Dataset excerpts:
------------------------------------------------

fn parse_constraints(
    src: SourceRef<'_>,
    offset: usize,
    inner: &str,
) -> Result<Vec<Constraint>, MaxiError> {
    split_top_level(inner, ',')
        .into_iter()
        .map(str::trim)
        .filter(|c| !c.is_empty())
        .map(|c| parse_constraint(src, offset + offset_in(inner, c), c))
        .collect()
}

fn parse_constraint(src: SourceRef<'_>, offset: usize, text: &str) -> Result<Constraint, MaxiError> {
    let invalid = |reason: String| {
        let at = src.at(offset, text.len());
        MaxiError::InvalidConstraint {
            constraint: text.to_string(),
            reason,
            src: at.src,
            span: at.span,
            line: at.line,
            column: at.column,
        }
    };

    if text == "!" {
        return Ok(Constraint::Required);
    }
    if text == "id" {
        return Ok(Constraint::Id);
    }
    if let Some(rest) = text.strip_prefix("pattern:") {
        let pattern = unquote_pattern(rest).unwrap_or_else(|| rest.trim().to_string());
        Regex::new(&pattern).map_err(|e| invalid(format!("invalid pattern: {e}")))?;
        return Ok(Constraint::Pattern { pattern });
    }
    if let Some(rest) = text.strip_prefix("mime:") {
        return parse_mime(rest.trim()).map_err(invalid);
    }
    if let Some(digits) = text.strip_prefix('=') {
        if !digits.is_empty() && digits.bytes().all(|b| b.is_ascii_digit()) {
            let length = digits
                .parse()
                .map_err(|_| invalid(format!("length `{digits}` out of range")))?;
            return Ok(Constraint::ExactLength { length });
        }
    }
    if let Some((operator, value)) = Comparator::split_prefix(text) {
        let value = value.trim();
        if value.is_empty() {
            return Err(invalid(format!("missing value after `{}`", operator.as_str())));
        }
        let value = match crate::coerce::parse_number(value) {
            Some(_) => value
                .parse::<f64>()
                .map(ConstraintValue::Number)
                .unwrap_or_else(|_| ConstraintValue::Literal(value.to_string())),
            None => ConstraintValue::Literal(value.to_string()),
        };
        return Ok(Constraint::Comparison { operator, value });
    }
    if decimal_precision_re().is_match(text) {
        return Ok(Constraint::DecimalPrecision {
            precision: text.to_string(),
        });
    }

    let at = src.at(offset, text.len());
    Err(MaxiError::UnknownConstraint {
        constraint: text.to_string(),
        src: at.src,
        span: at.span,
        line: at.line,
        column: at.column,
    })
}

/// `mime:TYPE` or `mime:[TYPE,TYPE,...]`, each type optionally quoted.
fn parse_mime(list_text: &str) -> Result<Constraint, String> {
    let items: Vec<&str> = if let Some(list) = list_text.strip_prefix('[') {
        let inner = list
            .strip_suffix(']')
            .ok_or_else(|| "unclosed `[` in mime list".to_string())?;
        split_top_level(inner, ',')
    } else {
        vec![list_text]
    };
    let types = items
        .into_iter()
        .map(|t| unquote(t).unwrap_or_else(|| t.trim().to_string()))
        .collect::<Vec<_>>();
    if types.iter().any(String::is_empty) {
        return Err("empty mime type".to_string());
    }
    Ok(Constraint::Mime { types })
}
use crate::ast::{Mode, Record, Schema};
use crate::dump::{self, DumpOptions};
use crate::error::{MaxiError, Warning};
use crate::loader::SchemaLoader;
use crate::parser::Parser;
use crate::serialization::to_value;
use serde::{Serialize, Serializer};

/// The result of a successful parse of a MAXI document.
///
/// Holds the resolved schema, the records in document order and every non-fatal
/// warning. Serializes as the hydrated record data, see [`ParseResult::to_value`].
#[derive(Debug, Clone)]
pub struct ParseResult {
    pub schema: Schema,
    pub records: Vec<Record>,
    pub warnings: Vec<Warning>,
}

impl Serialize for ParseResult {
    fn serialize<S>(&self, serializer: S) -> Result<S::Ok, S::Error>
    where
        S: Serializer,
    {
        let value = self.to_value();
        value.serialize(serializer)
    }
}

impl ParseResult {
    /// Hydrates the records into a JSON value: an object mapping each alias to an
    /// array of records keyed by field name.
    #[must_use]
    pub fn to_value(&self) -> serde_json::Value {
        to_value(&self.schema, &self.records)
    }

    /// Serializes the hydrated records into a pretty-printed JSON string.
    ///
    /// # Errors
    /// Returns a `serde_json::Error` if serialization fails.
    pub fn to_json(&self) -> Result<String, serde_json::Error> {
        serde_json::to_string_pretty(&self)
    }

    /// Serializes the hydrated records into a YAML string.
    ///
    /// # Errors
    /// Returns a `serde_yaml::Error` if serialization fails.
    pub fn to_yaml(&self) -> Result<String, serde_yaml::Error> {
        serde_yaml::to_string(&self)
    }

    /// Records of one alias, in document order.
    pub fn records_of<'a>(&'a self, alias: &'a str) -> impl Iterator<Item = &'a Record> + 'a {
        self.records.iter().filter(move |r| r.alias == alias)
    }

    /// Renders the result back into MAXI text.
    #[must_use]
    pub fn dump(&self) -> String {
        dump::dump(self)
    }
}

/// Settings for [`parse_with`].
#[derive(Clone)]
pub struct ParseOptions<'a> {
    /// Name used in diagnostics.
    pub filename: String,
    /// Mode in effect until a `@mode` directive overrides it.
    pub mode: Option<Mode>,
    /// Resolves `@schema` imports. Required as soon as a document imports anything.
    pub loader: Option<&'a dyn SchemaLoader>,
}

impl Default for ParseOptions<'_> {
    fn default() -> Self {
        ParseOptions {
            filename: "source.maxi".to_string(),
            mode: None,
            loader: None,
        }
    }
}

impl<'a> ParseOptions<'a> {
    pub fn new() -> Self {
        Self::default()
    }

    pub fn with_filename(mut self, filename: impl Into<String>) -> Self {
        self.filename = filename.into();
        self
    }

    pub fn with_mode(mut self, mode: Mode) -> Self {
        self.mode = Some(mode);
        self
    }

    pub fn with_loader(mut self, loader: &'a dyn SchemaLoader) -> Self {
        self.loader = Some(loader);
        self
    }
}

/// Parses a MAXI source string: schema, inheritance resolution, then records.
///
/// This is the primary entry point. Documents that import schemas need a loader,
/// use [`parse_with`] for those.
///
/// # Arguments
///
/// * `source` - The MAXI text.
/// * `file_name` - The name of the file being parsed (used for error reporting).
///
/// # Errors
///
/// Returns a `MaxiError` on the first fatal problem.
pub fn parse(source: &str, file_name: &str) -> Result<ParseResult, MaxiError> {
    parse_with(source, &ParseOptions::new().with_filename(file_name))
}

/// Parses a MAXI source string with explicit options.
///
/// # Errors
///
/// Returns a `MaxiError` on the first fatal problem.
pub fn parse_with(source: &str, options: &ParseOptions<'_>) -> Result<ParseResult, MaxiError> {
    let mut parser = Parser::new_with_name(source, options.filename.clone());
    if let Some(mode) = options.mode {
        parser = parser.with_mode(mode);
    }
    if let Some(loader) = options.loader {
        parser = parser.with_loader(loader);
    }
    parser.parse_document()
}

/// Renders a parse result back into MAXI text.
#[must_use]
pub fn dump(result: &ParseResult) -> String {
    dump::dump(result)
}

/// Renders plain object data (as `serde_json::Value`) into MAXI text.
///
/// # Errors
///
/// Returns a `MaxiError` if the schema does not parse or the data has an
/// unsupported shape.
pub fn dump_objects(data: &serde_json::Value, options: &DumpOptions<'_>) -> Result<String, MaxiError> {
    dump::dump_objects(data, options)
}

#[cfg(test)]
mod tests {
    use crate::parse;

    #[test]
    fn test_simple_parse_to_json() {
        let source = r#"
        U:User(id:int|name|tags:str[]|score:decimal)
        ###
        U(1|"Julie"|[a,b]|9.5)
    "#;

        let expected_json = serde_json::json!({
            "U": [{"id": 1, "name": "Julie", "tags": ["a", "b"], "score": 9.5}]
        });

        let result = parse(source, "test.maxi").unwrap();
        let json = result.to_json().unwrap();
        let result_json: serde_json::Value = serde_json::from_str(&json).unwrap();

        assert_eq!(result_json, expected_json);
    }

    #[test]
    fn test_simple_parse_to_yaml() {
        let source = "U:User(id:int|active:bool)\n###\nU(1|true)";

        let expected_yaml = "U:\n- active: true\n  id: 1\n";

        let result = parse(source, "test.maxi").unwrap();
        assert_eq!(result.to_yaml().unwrap(), expected_yaml);
    }

    #[test]
    fn test_records_of() {
        let result = parse("U(id)\nP(id)\n###\nU(1)\nP(2)\nU(3)", "test.maxi").unwrap();
        let ids: Vec<_> = result.records_of("U").map(|r| r.values[0].clone()).collect();
        assert_eq!(ids, vec![1.into(), 3.into()]);
    }
}
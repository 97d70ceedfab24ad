//! Node bounding box + depth → model matrix.

use glam::{Mat4, Quat, Vec3};

/// Inward bias applied to every cube translation.
///
/// Pulls each cube 0.5% toward the origin so coincident faces of
/// sibling wireframes do not land on exactly the same lines.
pub const CENTER_BIAS: f32 = 0.995;

/// Compute the model matrix placing the unit wireframe cube for a node.
///
/// - Uniform scale `1 / 2^depth` on all axes. The scale is derived from
///   depth alone, not from the box extents: this assumes the producer
///   subdivides by exactly half per level (octree convention). Trees
///   that subdivide non-uniformly will render cubes that do not match
///   their boxes.
/// - Translation `CENTER_BIAS * midpoint(min, max)`.
/// - Rotation is always identity.
///
/// Pure and deterministic; no error conditions. Scale is computed in
/// floating point, so any depth is accepted; extreme depths underflow
/// to zero rather than overflowing.
#[inline]
pub fn node_transform(min: Vec3, max: Vec3, depth: u32) -> Mat4 {
  let scale = (-(depth as f32)).exp2();
  let center = (min + max) * 0.5;
  Mat4::from_scale_rotation_translation(
    Vec3::splat(scale),
    Quat::IDENTITY,
    center * CENTER_BIAS,
  )
}

#[cfg(test)]
#[path = "transform_test.rs"]
mod transform_test;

------------------------------------------------

__What to produce__
Using the entries above, work out the number of lines containing the string "Literal", and supply only that number.

__Response to the exercise__
2